Выражаясь несколько вольно, я бы сказал, что рядовой житель Юга в своей повседневной жизни интересуется делами Севера примерно в такой же степени, в какой житель Москвы или Петербурга ныне интересуется делами, скажем, Узбекистана или иных стран бывшей советской Средней Азии. Северная Корея сейчас не вызывает у подавляющего большинства южан ни страха, ни уважения, ни – самое главное – интереса.
Скорее всего, именно медленное, но неуклонное формирование на Корейском полуострове двух отдельных наций и нарастающее взаимное отчуждение Севера и Юга в долгосрочной перспективе и определят судьбу страны. Тем не менее и в 2020 году дебаты между «консерваторами» и «прогрессистами» идут с прежней яростью – хотя вопросы, связанные с Северной Кореей, уже давно занимают в этих дебатах очень скромное место.
Ощутимо более острой проблемой современной Южной Кореи является проблема демографическая, о чём будет рассказано в заключительной главе.
54Исчезающие деревни, пропадающие города
2005 г. – рождаемость в Корее снижается до 1,08 рнж
В 1983 году у Сеульского вокзала появилась странная скульптура. Она изображала человека, который с трудом удерживал на вытянутых вверх руках огромный груз с прикреплённым электронным табло, где постоянно менялись – и постоянно росли – цифры. Цифры показывали, сколько человек в данный момент живёт в Корее, а вся эта композиция должна была напоминать жителям столицы о том, каким бременем для страны является её перенаселение. Вскоре подобные скульптуры появились у железнодорожных станций в большинстве других крупных городов.
По мнению властей того времени (это мнение разделяла и публика), над Кореей нависла, угроза перенаселения, о чём каждый гражданин страны должен был помнить, и по возможности не размножаться с излишней интенсивностью.
Вообще говоря, демографическая история Кореи является весьма интересной.
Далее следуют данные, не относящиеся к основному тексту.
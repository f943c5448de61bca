use std::fmt;

/// Non-fatal conditions encountered during a cleanup run.
/// These never abort the run but are always shown to the operator.
#[derive(Debug, Clone, PartialEq, Eq)]
pub enum CleanupWarning {
    /// The commit a tag points to could not be resolved to a timestamp
    UnresolvedTimestamp { tag: String, reason: String },
    /// The issue-tracker export is absent, so the issue-safety layer is off
    IssuesFileMissing { path: String },
    /// The same task ID appears on more than one row of the issue export
    DuplicateIssueId { id: u32, kept_status: String },
    /// The hosting client cannot be used for merged-PR lookups
    HostingUnavailable { reason: String },
    /// Fetching or pruning the remote failed
    FetchFailed { remote: String, reason: String },
    /// The ancestor test for a branch errored
    AncestorCheckFailed { branch: String, reason: String },
}

impl fmt::Display for CleanupWarning {
    fn fmt(&self, f: &mut fmt::Formatter<'_>) -> fmt::Result {
        match self {
            CleanupWarning::UnresolvedTimestamp { tag, reason } => {
                write!(
                    f,
                    "Cannot read commit time for tag '{}', skipping it: {}",
                    tag, reason
                )
            }
            CleanupWarning::IssuesFileMissing { path } => {
                write!(
                    f,
                    "Issue file '{}' not found; issue safety checks are disabled",
                    path
                )
            }
            CleanupWarning::DuplicateIssueId { id, kept_status } => {
                write!(
                    f,
                    "Task {} appears more than once in the issue file; using the last row (status '{}')",
                    id, kept_status
                )
            }
            CleanupWarning::HostingUnavailable { reason } => {
                write!(
                    f,
                    "Pull request lookup disabled ({}); only ancestry is used to detect merges",
                    reason
                )
            }
            CleanupWarning::FetchFailed { remote, reason } => {
                write!(
                    f,
                    "Could not fetch from remote '{}': {}. Using local remote-tracking refs",
                    remote, reason
                )
            }
            CleanupWarning::AncestorCheckFailed { branch, reason } => {
                write!(
                    f,
                    "Ancestry check failed for branch '{}', treating as not merged by git: {}",
                    branch, reason
                )
            }
        }
    }
}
В Республике Корея произошли те же самые изменения, которые наблюдаются практически в любой развитой стране. Однако особенность Кореи в том, что перемены происходили с удивительной скоростью. Те изменения в структуре населения, которые, допустим, в Великобритании или Германии растянулись на полтора-два столетия, в Корее оказались спрессованы в несколько десятилетий. Достаточно сказать, что Корея перешла от сверхвысокой к сверхнизкой рождаемости за время жизни одного поколения…
Демографы, рассматривая историю населения в XIX–XXI веках, обычно говорят о первом и втором демографических переходах.
Во времена, предшествующие промышленной революции и возникновению современной экономики, то есть до конца XVIII века, везде в мире наблюдались крайне высокая рождаемость и крайне высокая смертность (в первую очередь детская и младенческая), равно как и весьма невысокая продолжительность жизни.
Под первым демографическим переходом имеется в виду сокращение смертности: оно началось в Европе в конце XVIII века и резко ускорилось к концу следующего XIX столетия. При этом на первых порах сокращение смертности не сопровождалось сокращением рождаемости. Неизбежным результатом такого сочетания низкой смертности и высокой рождаемости стало резкое увеличение численности населения – тот самый демографический взрыв, который так испугал политиков и экспертов в середине ХХ века.
Второй демографический переход подразумевает, что за резким снижением смертности следует столь же резкое падение рождаемости: это сейчас и происходит. Это привело к панике – начались разговоры о катастрофическом старении населения и даже грядущей депопуляции.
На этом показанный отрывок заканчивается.